_EXERCISE INSTRUCTIONS:_
Filter the listing for lines containing "HealthStatus".

_RECORDED INFORMATION:_
::::

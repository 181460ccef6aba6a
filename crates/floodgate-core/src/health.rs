//! Component health tracking.

use parking_lot::RwLock;
use serde::Serialize;
use std::collections::BTreeMap;
use std::sync::atomic::{AtomicBool, Ordering};
use std::time::{Duration, Instant};

/// Health of one component.
#[derive(Debug, Clone, PartialEq, Serialize)]
#[serde(tag = "status", content = "reason", rename_all = "lowercase")]
pub enum ComponentStatus {
    /// Working normally
    Healthy,
    /// Working, but under pressure
    Degraded(String),
    /// Not working
    Unhealthy(String),
    /// Not yet checked
    Unknown,
}

/// Overall health.
#[derive(Debug, Clone, Copy, PartialEq, Eq, Serialize)]
#[serde(rename_all = "lowercase")]
pub enum HealthStatus {
    /// Every component healthy
    Healthy,
    /// At least one component degraded
    Degraded,
    /// At least one component unhealthy
    Unhealthy,
}

impl HealthStatus {
    /// Lowercase name.
    pub fn as_str(&self) -> &'static str {
        match self {
            HealthStatus::Healthy => "healthy",
            HealthStatus::Degraded => "degraded",
            HealthStatus::Unhealthy => "unhealthy",
        }
    }
}

/// Serializable health summary.
#[derive(Debug, Clone, Serialize)]
pub struct HealthReport {
    /// Overall status
    pub status: HealthStatus,
    /// Whether the layer is accepting traffic
    pub serving: bool,
    /// Seconds since the registry was created
    pub uptime_seconds: u64,
    /// Per-component status
    pub components: BTreeMap<String, ComponentStatus>,
}

/// Registry of component statuses.
pub struct HealthCheck {
    components: RwLock<BTreeMap<String, ComponentStatus>>,
    started_at: Instant,
    serving: AtomicBool,
}

impl HealthCheck {
    /// Create an empty registry.
    pub fn new() -> Self {
        Self {
            components: RwLock::new(BTreeMap::new()),
            started_at: Instant::now(),
            serving: AtomicBool::new(false),
        }
    }

    /// Track a component, initially unknown.
    pub fn register_component(&self, name: &str) {
        self.set(name, ComponentStatus::Unknown);
    }

    /// Mark a component healthy.
    pub fn mark_healthy(&self, name: &str) {
        self.set(name, ComponentStatus::Healthy);
    }

    /// Mark a component degraded.
    pub fn mark_degraded(&self, name: &str, reason: impl Into<String>) {
        self.set(name, ComponentStatus::Degraded(reason.into()));
    }

    /// Mark a component unhealthy.
    pub fn mark_unhealthy(&self, name: &str, reason: impl Into<String>) {
        self.set(name, ComponentStatus::Unhealthy(reason.into()));
    }

    /// Set a component's status.
    pub fn set(&self, name: &str, status: ComponentStatus) {
        self.components.write().insert(name.to_string(), status);
    }

    /// Status of one component.
    pub fn component_status(&self, name: &str) -> Option<ComponentStatus> {
        self.components.read().get(name).cloned()
    }

    /// All component statuses, ordered by name.
    pub fn all_statuses(&self) -> BTreeMap<String, ComponentStatus> {
        self.components.read().clone()
    }

    /// Worst status across components.
    pub fn overall_status(&self) -> HealthStatus {
        let components = self.components.read();

        let mut degraded = false;
        for status in components.values() {
            match status {
                ComponentStatus::Unhealthy(_) => return HealthStatus::Unhealthy,
                ComponentStatus::Degraded(_) => degraded = true,
                ComponentStatus::Healthy | ComponentStatus::Unknown => {}
            }
        }

        if degraded {
            HealthStatus::Degraded
        } else {
            HealthStatus::Healthy
        }
    }

    /// Healthy or degraded.
    pub fn is_operational(&self) -> bool {
        self.overall_status() != HealthStatus::Unhealthy
    }

    /// Record that traffic is being accepted.
    pub fn mark_serving(&self) {
        self.serving.store(true, Ordering::SeqCst);
    }

    /// Record that traffic is no longer accepted.
    pub fn mark_stopped(&self) {
        self.serving.store(false, Ordering::SeqCst);
    }

    /// Whether traffic is being accepted.
    pub fn is_serving(&self) -> bool {
        self.serving.load(Ordering::SeqCst)
    }

    /// Time since creation.
    pub fn uptime(&self) -> Duration {
        self.started_at.elapsed()
    }

    /// Summary for the health endpoint.
    pub fn report(&self) -> HealthReport {
        HealthReport {
            status: self.overall_status(),
            serving: self.is_serving(),
            uptime_seconds: self.uptime().as_secs(),
            components: self.all_statuses(),
        }
    }
}

impl Default for HealthCheck {
    fn default() -> Self {
        Self::new()
    }
}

::::

_RESULT OF THE EXERCISE:_
pub enum HealthStatus {
impl HealthStatus {
            HealthStatus::Healthy => "healthy",
            HealthStatus::Degraded => "degraded",
            HealthStatus::Unhealthy => "unhealthy",
    pub status: HealthStatus,
    pub fn overall_status(&self) -> HealthStatus {
                ComponentStatus::Unhealthy(_) => return HealthStatus::Unhealthy,
            HealthStatus::Degraded
            HealthStatus::Healthy
        self.overall_status() != HealthStatus::Unhealthy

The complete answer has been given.